To train the model, run the script. This script will preprocess the data, split it into training and testing sets, and train the model using a LinearRegression, random forest algorithm and trying to make a better result with Hyperparameters and cross validation.

To make predictions using the trained model, run the models script and provide it with the necessary inputs such as the artist, release year, genre, and condition of the record.

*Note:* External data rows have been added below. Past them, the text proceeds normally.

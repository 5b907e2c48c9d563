//! Booking Domain Ports

use async_trait::async_trait;
use std::sync::Arc;

use core_kernel::{BookingId, DomainPort, HealthCheckable, PortError, UserId};
use domain_catalog::{ActiveReservations, ResourceRef};

use crate::booking::{Booking, BookingStatus};

#[async_trait]
pub trait BookingPort: DomainPort + HealthCheckable {
    async fn get_booking(&self, id: BookingId) -> Result<Booking, PortError>;

    /// All bookings, oldest first
    async fn list_bookings(&self) -> Result<Vec<Booking>, PortError>;

    async fn find_by_user(&self, user_id: UserId) -> Result<Vec<Booking>, PortError>;

    async fn find_by_resource(&self, resource: ResourceRef) -> Result<Vec<Booking>, PortError>;

    async fn find_by_status(&self, status: BookingStatus) -> Result<Vec<Booking>, PortError>;

    async fn insert_booking(&self, booking: &Booking) -> Result<Booking, PortError>;

    /// Compare-and-set on `booking.version`
    async fn update_booking(&self, booking: &Booking) -> Result<Booking, PortError>;

    /// Deletes the booking if its stored version still equals `version`
    async fn delete_booking(&self, id: BookingId, version: i64) -> Result<(), PortError>;
}

/// Answers whether payment records reference a booking.
///
/// Implemented by the payment side; a booking with payments is never
/// deleted, so settled payments cannot lose their booking.
#[async_trait]
pub trait BookingPayments: Send + Sync {
    async fn has_payments(&self, booking_id: BookingId) -> Result<bool, PortError>;
}

/// Bookings that still hold inventory, as seen by the catalog
pub struct LiveBookings {
    port: Arc<dyn BookingPort>,
}

impl LiveBookings {
    pub fn new(port: Arc<dyn BookingPort>) -> Self {
        Self { port }
    }
}

#[async_trait]
impl ActiveReservations for LiveBookings {
    async fn has_active(&self, resource: ResourceRef) -> Result<bool, PortError> {
        let bookings = self.port.find_by_resource(resource).await?;
        Ok(bookings.iter().any(|b| b.status.holds_inventory()))
    }
}

/// Mock implementation for testing
#[cfg(any(test, feature = "mock"))]
pub mod mock {
    use super::*;
    use std::collections::HashMap;
    use std::sync::atomic::{AtomicBool, Ordering};
    use tokio::sync::RwLock;

    use core_kernel::HealthCheckResult;

    /// In-memory mock implementation of BookingPort
    #[derive(Debug, Default)]
    pub struct MockBookingPort {
        bookings: Arc<RwLock<HashMap<BookingId, Booking>>>,
        fail_next_save: AtomicBool,
    }

    impl MockBookingPort {
        pub fn new() -> Self {
            Self::default()
        }

        /// The next insert, update or delete fails with a connection error
        pub fn fail_next_save(&self) {
            self.fail_next_save.store(true, Ordering::SeqCst);
        }

        fn injected_failure(&self) -> Result<(), PortError> {
            if self.fail_next_save.swap(false, Ordering::SeqCst) {
                return Err(PortError::connection("injected save failure"));
            }
            Ok(())
        }

        async fn filtered(&self, predicate: impl Fn(&Booking) -> bool) -> Vec<Booking> {
            let mut found: Vec<_> = self
                .bookings
                .read()
                .await
                .values()
                .filter(|b| predicate(b))
                .cloned()
                .collect();
            found.sort_by_key(|b| (b.booking_date, *b.id.as_uuid()));
            found
        }
    }

    impl DomainPort for MockBookingPort {}

    /// Payment index with explicitly marked bookings
    #[derive(Debug, Default)]
    pub struct MockBookingPayments {
        paid: RwLock<std::collections::HashSet<BookingId>>,
    }

    impl MockBookingPayments {
        pub fn new() -> Self {
            Self::default()
        }

        pub async fn record(&self, booking_id: BookingId) {
            self.paid.write().await.insert(booking_id);
        }
    }

    #[async_trait]
    impl BookingPayments for MockBookingPayments {
        async fn has_payments(&self, booking_id: BookingId) -> Result<bool, PortError> {
            Ok(self.paid.read().await.contains(&booking_id))
        }
    }

    #[async_trait]
    impl HealthCheckable for MockBookingPort {
        async fn health_check(&self) -> HealthCheckResult {
            HealthCheckResult::healthy("mock-booking-port", 0)
        }
    }

    #[async_trait]
    impl BookingPort for MockBookingPort {
        async fn get_booking(&self, id: BookingId) -> Result<Booking, PortError> {
            self.bookings
                .read()
                .await
                .get(&id)
                .cloned()
                .ok_or_else(|| PortError::not_found("Booking", id))
        }

        async fn list_bookings(&self) -> Result<Vec<Booking>, PortError> {
            Ok(self.filtered(|_| true).await)
        }

        async fn find_by_user(&self, user_id: UserId) -> Result<Vec<Booking>, PortError> {
            Ok(self.filtered(|b| b.user_id == user_id).await)
        }

        async fn find_by_resource(&self, resource: ResourceRef) -> Result<Vec<Booking>, PortError> {
            Ok(self.filtered(|b| b.resource == resource).await)
        }

        async fn find_by_status(&self, status: BookingStatus) -> Result<Vec<Booking>, PortError> {
            Ok(self.filtered(|b| b.status == status).await)
        }

        async fn insert_booking(&self, booking: &Booking) -> Result<Booking, PortError> {
            self.injected_failure()?;
            let mut bookings = self.bookings.write().await;
            if bookings.contains_key(&booking.id) {
                return Err(PortError::duplicate(format!("booking {}", booking.id)));
            }
            bookings.insert(booking.id, booking.clone());
            Ok(booking.clone())
        }

        async fn update_booking(&self, booking: &Booking) -> Result<Booking, PortError> {
            self.injected_failure()?;
            let mut bookings = self.bookings.write().await;
            let stored = bookings
                .get(&booking.id)
                .ok_or_else(|| PortError::not_found("Booking", booking.id))?;
            if stored.version != booking.version {
                return Err(PortError::conflict("Booking", booking.id, booking.version));
            }
            let mut saved = booking.clone();
            saved.version += 1;
            bookings.insert(saved.id, saved.clone());
            Ok(saved)
        }

        async fn delete_booking(&self, id: BookingId, version: i64) -> Result<(), PortError> {
            self.injected_failure()?;
            let mut bookings = self.bookings.write().await;
            let stored = bookings
                .get(&id)
                .ok_or_else(|| PortError::not_found("Booking", id))?;
            if stored.version != version {
                return Err(PortError::conflict("Booking", id, version));
            }
            bookings.remove(&id);
            Ok(())
        }
    }
}
//! Infrastructure Database Layer
//!
//! PostgreSQL adapters for every domain port, built on SQLx.
//!
//! # Architecture
//!
//! Each domain port (`UserPort`, `CatalogPort`, `BookingPort`, `PaymentPort`)
//! has a `Postgres*Adapter` under [`adapters`]. Queries are built at runtime
//! with `sqlx::query_as` and mapped through `FromRow` structs, so the crate
//! builds without a live database.
//!
//! # Optimistic concurrency
//!
//! Every row has a `version` column. Saves run as
//! `UPDATE ... WHERE id = $1 AND version = $2` and bump the version; a save
//! that matches no row becomes `PortError::Conflict` (or `NotFound` when
//! the row is gone).
//!
//! # Example
//!
//! ```rust,ignore
//! use infra_db::{create_pool, run_migrations, DatabaseConfig};
//!
//! let pool = create_pool(DatabaseConfig::new("postgres://localhost/travel")).await?;
//! run_migrations(&pool).await?;
//! let bookings = PostgresBookingAdapter::new(pool.clone());
//! ```

pub mod adapters;
pub mod error;
pub mod pool;

pub use adapters::{
    PostgresBookingAdapter, PostgresCatalogAdapter, PostgresPaymentAdapter, PostgresUserAdapter,
};
pub use error::DatabaseError;
pub use pool::{create_pool, run_migrations, DatabaseConfig, DatabasePool};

The script will then output a predicted price for the record based on the model.

Data information**

  • 13 columns
  • 7698 rows
  • columns:

| Initial Column | Comments

  • 'artist' - Both artist and title are dropped as they are quite unique
  • 'title' - Both artist and title are dropped as they are quite unique
  • 'release_format' - what format is the release at: 12", 7", LP , Compilation , CD , Digital
  • 'number_of_tracks'
  • 'price'- price in dollars was edited to float
  • 'rating' - a grade to the release by number
  • 'votes' - probably should be dropped
  • 'have'- How many people have this record
  • 'want'- how many people added to their Want List
  • 'limited_edition' - 0 - not limited , 1 - limited edition release
  • 'media_condition'- shows information about the Media condition please see new columns for the rate mapper
  • 'sleeve_condition' - shows information about the Sleeve condition please see new columns for the rate mapper
  • 'release_page' - URL of the release , was dropped in the process
  • 'release_date' - shows Day , Month and Year and got dropped as we used only year
  • 'label' - this column is showing the label name and code , was split to two columns

| New Column |

  • 'genre'- was added in the scrating process
  • 'label_name'- label name was kept was it might be similar to some releases
  • 'label_code'- though this was created , we choose to remove it from the dataframe
  • 'year'- as the day and month in release_date are not filled we selected only the year which will give a bit more correlations
  • 'sleeve_condition_scale' - scale_mapper_sleeve = {"M":1, "NM ":2, "VG+":3, "VG":4 , "G+": 5, "G":6 , "F": 7,"P": 8, "no cover": 9}
  • 'media_condition_scale' - scale_mapper_record = {"M":1, "NM ":2, "VG+":3, "VG":4 , "G+": 5, "G":6 , "F": 7,"P": "8"}

Evaluation

The accuracy of the model was evaluated using mean squared error (MSE) metrics on a held-out test set. The resulting MAE was X and the resulting MSE was Y.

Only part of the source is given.